Capital allocation: dividend increase and new £75 million buyback
Serco recommended a full-year dividend of 4.5p per share, an 8% increase from the prior year. The company completed a £50 million share buyback in the second half of 2025 and announced a further £75 million buyback to be executed in the first half of 2026. Crossley said that including the new program, Serco will have returned around £650 million to shareholders through buybacks and dividends since 2021.
Crossley also emphasized the company’s focus on receivables discipline, saying Serco has reduced days sales outstanding by 20 days over five years, equating to around £250 million of working capital improvement over that period, while noting opportunities for further gains are now limited.

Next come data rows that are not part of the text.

#[cfg(test)]
mod tests {
	use std::path::Path;

	use super::*;
	use crate::gltf::importer::split_glb;
	use crate::gltf::test_util::*;
	use crate::math::*;

	#[test]
	fn exported_buffers_are_data_uris() {
		let ctx = context_with_buffer(4);
		let doc = GLTF2Exporter::new().export(&ctx).unwrap();
		assert_eq!(doc["asset"]["version"], "2.0");
		assert_eq!(doc["buffers"][0]["uri"], data_uri(&[0, 1, 2, 3]));
		assert_eq!(doc["bufferViews"][0]["byteLength"], 4);
		assert!(doc.get("nodes").is_none());
	}

	#[test]
	fn nodes_use_current_extension_shapes() {
		let mut ctx = GLTF2Context::new();
		NodeParser.parse(&json!([{
			"translation": [1, 2, 3],
			"extensions": { "KDAB_kuesa": { "layers": [0], "reflectionPlane": [0, 1, 0, 0] } },
		}]), &mut ctx).unwrap();

		let doc = GLTF2Exporter::new().export(&ctx).unwrap();
		let node = &doc["nodes"][0];
		assert_eq!(node["translation"], json!([1.0, 2.0, 3.0]));
		assert!(node.get("rotation").is_none());
		assert_eq!(node["extensions"]["KDAB_kuesa_layers"]["layers"], json!([0]));
		assert_eq!(node["extensions"]["KDAB_kuesa_reflection_planes"]["plane"], json!([0.0, 1.0, 0.0, 0.0]));
		assert!(node["extensions"].get("KDAB_kuesa").is_none());
		let used = doc["extensionsUsed"].as_array().unwrap();
		assert!(used.contains(&json!("KDAB_kuesa_layers")));
	}

	#[test]
	fn images_keep_their_source_kind() {
		let mut ctx = GLTF2Context::new();
		ImageParser::new(Path::new("/assets")).parse(&json!([
			{ "uri": "my texture.png" },
			{ "uri": "qrc:/env.png" },
			{ "uri": data_uri(&[9, 9]), "mimeType": "image/png" },
		]), &mut ctx).unwrap();
		let doc = GLTF2Exporter::new().export(&ctx).unwrap();
		assert_eq!(doc["images"][0]["uri"], "/assets/my%20texture.png");
		assert_eq!(doc["images"][1]["uri"], "qrc:/env.png");
		assert!(doc["images"][2]["uri"].as_str().unwrap().starts_with("data:image/png;base64,"));
	}

	#[test]
	fn shadows_are_written_only_when_set() {
		let mut ctx = GLTF2Context::new();
		LightParser.parse(&json!([{ "type": "point" }, { "type": "spot", "castsShadows": true }]), &mut ctx).unwrap();
		let doc = GLTF2Exporter::new().export(&ctx).unwrap();
		let lights = &doc["extensions"]["KHR_lights_punctual"]["lights"];
		assert!(lights[0].get("extensions").is_none());
		assert!(lights[0].get("spot").is_none());
		assert_eq!(lights[1]["extensions"]["KDAB_kuesa_shadows"]["castsShadows"], true);
		assert_eq!(lights[1]["extensions"]["KDAB_kuesa_shadows"]["shadowMapTextureSize"], json!([512, 512]));
	}

	#[test]
	fn glb_container_round_trips() {
		let json = json!({ "asset": { "version": "2.0" } });
		let glb = write_glb(&json, Some(&[1, 2, 3])).unwrap();
		assert_eq!(glb.len() % 4, 0);
		let (json_chunk, bin) = split_glb(&glb).unwrap().unwrap();
		assert_eq!(serde_json::from_slice::<Value>(json_chunk).unwrap(), json);
		assert_eq!(bin, Some(&[1u8, 2, 3, 0][..]));
	}

	#[test]
	fn matrix_nodes_export_the_matrix() {
		let mut ctx = GLTF2Context::new();
		NodeParser.parse(&json!([{ "matrix": [2, 0, 0, 0, 0, 3, 0, 0, 0, 0, 1, 0, 1, 3, 4, 1] }]), &mut ctx).unwrap();
		let doc = GLTF2Exporter::new().export(&ctx).unwrap();
		let matrix = serde_json::from_value::<[f32; 16]>(doc["nodes"][0]["matrix"].clone()).unwrap();
		assert_eq!(mat4_from_gltf(&matrix), ctx.node(0).unwrap().transform.matrix);
		assert!(doc["nodes"][0].get("scale").is_none());
	}
}
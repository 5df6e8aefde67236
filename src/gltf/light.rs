use std::f32::consts::{FRAC_PI_2, FRAC_PI_4};
use std::str::FromStr;

use serde_json::Value;
use strum_macros::{AsRefStr, Display, EnumString};

use super::json::*;
use super::*;
use crate::math::*;

#[derive(Debug, Clone, Copy, PartialEq, Eq, EnumString, Display, AsRefStr)]
#[strum(serialize_all = "lowercase")]
pub enum LightType {
	Directional,
	Point,
	Spot,
}

/// `KDAB_kuesa_shadows` settings of a light.
#[derive(Debug, Clone, Copy, PartialEq)]
pub struct ShadowInfo {
	pub casts_shadows: bool,
	pub soft_shadows: bool,
	pub shadow_map_bias: f32,
	pub near_plane: f32,
	pub texture_size: UVec2,
}

impl Default for ShadowInfo {
	fn default() -> Self {
		Self {
			casts_shadows: false,
			soft_shadows: false,
			shadow_map_bias: 0.005,
			near_plane: 0.0,
			texture_size: UVec2::splat(512),
		}
	}
}

#[derive(Debug, Clone, PartialEq)]
pub struct Light {
	pub name: Option<String>,
	pub ty: LightType,
	pub color: Vec3,
	pub intensity: f32,
	/// None means infinite range.
	pub range: Option<f32>,
	pub inner_cone_angle: f32,
	pub outer_cone_angle: f32,
	pub shadows: ShadowInfo,
}

impl Light {
	pub fn new(ty: LightType) -> Self {
		Self {
			name: None,
			ty,
			color: Vec3::ONE,
			intensity: 1.0,
			range: None,
			inner_cone_angle: 0.0,
			outer_cone_angle: FRAC_PI_4,
			shadows: ShadowInfo::default(),
		}
	}
}

/// Parses `extensions.KHR_lights_punctual.lights`.
pub struct LightParser;

impl LightParser {
	fn parse_shadows(shadows: &JSONShadows) -> ShadowInfo {
		let defaults = ShadowInfo::default();
		ShadowInfo {
			casts_shadows: shadows.casts_shadows.unwrap_or(defaults.casts_shadows),
			soft_shadows: shadows.soft_shadows.unwrap_or(defaults.soft_shadows),
			shadow_map_bias: shadows.shadow_map_bias.unwrap_or(defaults.shadow_map_bias),
			near_plane: shadows.near_plane.unwrap_or(defaults.near_plane),
			texture_size: match shadows.shadow_map_texture_size {
				Some(JSONTextureSize::Square(n)) => UVec2::splat(n),
				Some(JSONTextureSize::Size(size)) => UVec2::from(size),
				None => defaults.texture_size,
			},
		}
	}

	fn parse_light(light: JSONLight) -> Result<Light, GltfError> {
		let ty = LightType::from_str(&light.ty).map_err(|_| GltfError::InvalidValue { field: "type", value: light.ty.clone() })?;
		let mut out = Light::new(ty);
		out.name = light.name;
		if let Some(color) = light.color {
			out.color = Vec3::from(color);
		}
		if let Some(intensity) = light.intensity {
			out.intensity = intensity;
		}
		if let Some(range) = light.range {
			if range <= 0.0 {
				return Err(GltfError::InvalidValue { field: "range", value: range.to_string() });
			}
			out.range = Some(range);
		}
		if let Some(spot) = light.spot {
			out.inner_cone_angle = spot.inner_cone_angle.unwrap_or(out.inner_cone_angle);
			out.outer_cone_angle = spot.outer_cone_angle.unwrap_or(out.outer_cone_angle);
		}
		if ty == LightType::Spot
			&& !(0.0 <= out.inner_cone_angle && out.inner_cone_angle < out.outer_cone_angle && out.outer_cone_angle <= FRAC_PI_2)
		{
			return Err(GltfError::InvalidValue {
				field: "spot",
				value: format!("inner {} outer {}", out.inner_cone_angle, out.outer_cone_angle),
			});
		}

		// extension object first, then fields placed directly on the light
		let shadows = light.extensions.and_then(|e| e.shadows);
		out.shadows = match &shadows {
			Some(shadows) => Self::parse_shadows(shadows),
			None => Self::parse_shadows(&light.shadows),
		};
		if shadows.is_none() && !light.shadows.is_empty() {
			log::debug!("light uses the deprecated inline shadow fields");
		}
		Ok(out)
	}

	pub fn parse(&self, json: &Value, ctx: &mut GLTF2Context) -> Result<(), GltfError> {
		let lights = parse_array::<JSONLight>(json, "lights")?
			.into_iter()
			.map(Self::parse_light)
			.collect::<Result<Vec<_>, GltfError>>()?;

		log::debug!("parsed {} lights", lights.len());
		ctx.lights.extend(lights);
		Ok(())
	}
}

#[cfg(test)]
mod tests {
	use serde_json::json;

	use super::*;

	#[test]
	fn spot_light_defaults() {
		let mut ctx = GLTF2Context::new();
		LightParser.parse(&json!([{ "type": "spot" }]), &mut ctx).unwrap();
		let light = ctx.light(0).unwrap();
		assert_eq!(light.ty, LightType::Spot);
		assert_eq!(light.color, Vec3::ONE);
		assert_eq!(light.intensity, 1.0);
		assert_eq!(light.range, None);
		assert_eq!(light.inner_cone_angle, 0.0);
		assert_eq!(light.outer_cone_angle, FRAC_PI_4);
		assert!(!light.shadows.casts_shadows);
		assert!(!light.shadows.soft_shadows);
		assert_eq!(light.shadows.shadow_map_bias, 0.005);
		assert_eq!(light.shadows.near_plane, 0.0);
		assert_eq!(light.shadows.texture_size, UVec2::new(512, 512));
	}

	#[test]
	fn explicit_zero_is_kept() {
		let mut ctx = GLTF2Context::new();
		LightParser.parse(&json!([{ "type": "point", "intensity": 0, "range": 0.25, "color": [1, 0, 0] }]), &mut ctx).unwrap();
		let light = ctx.light(0).unwrap();
		assert_eq!(light.intensity, 0.0);
		assert_eq!(light.range, Some(0.25));
		assert_eq!(light.color, Vec3::X);
	}

	#[test]
	fn both_shadow_shapes_parse_the_same() {
		let mut ctx = GLTF2Context::new();
		LightParser.parse(&json!([
			{
				"type": "directional",
				"castsShadows": true,
				"softShadows": true,
				"shadowMapBias": 0.01,
				"nearPlane": 0.5,
				"shadowMapTextureSize": 1024,
			},
			{
				"type": "directional",
				"extensions": {
					"KDAB_kuesa_shadows": {
						"castsShadows": true,
						"softShadows": true,
						"shadowMapBias": 0.01,
						"nearPlane": 0.5,
						"shadowMapTextureSize": [1024, 1024],
					},
				},
			},
		]), &mut ctx).unwrap();
		assert_eq!(ctx.light(0), ctx.light(1));
		assert!(ctx.light(0).unwrap().shadows.casts_shadows);
		assert_eq!(ctx.light(1).unwrap().shadows.texture_size, UVec2::splat(1024));
	}

	#[test]
	fn rejects_invalid_lights() {
		let mut ctx = GLTF2Context::new();
		let cases = [
			json!([{ "type": "area" }]),
			json!([{ "color": [1, 1, 1] }]),
			json!([{ "type": "point", "range": 0 }]),
			json!([{ "type": "spot", "spot": { "innerConeAngle": 1.0, "outerConeAngle": 0.5 } }]),
			json!([{ "type": "point", "color": [1, 1] }]),
		];
		for case in cases {
			assert!(LightParser.parse(&case, &mut ctx).is_err(), "{case}");
		}
		assert_eq!(ctx.light_count(), 0);
	}
}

2026 outlook: revenue around £5.0 billion and operating profit around £300 million
For 2026, Serco’s guidance was described as largely unchanged from its pre-close statement. The company expects:
- Revenue of around £5.0 billion, implying 3% organic growth
- Underlying operating profit of around £300 million, more than 10% higher year over year, with margin around 6%
- Net finance costs of around £52 million, reflecting interest on debt used to fund MT&S and the cost of the new buyback
- Free cash flow of around £160 million
- Adjusted net debt expected to end 2026 at £165 million
Management said revenue growth will be supported by a full-year contribution from MT&S and contract ramp-ups, offset by expected reductions in immigration activity in both the U.K. and Australia, which Serco expects to represent around a 3% organic headwind.
In closing remarks during Q&A, Kirby said elevated geopolitical instability is likely to drive increased defense spending and greater spending on migration-related services, which he characterized as a net positive for Serco’s core markets.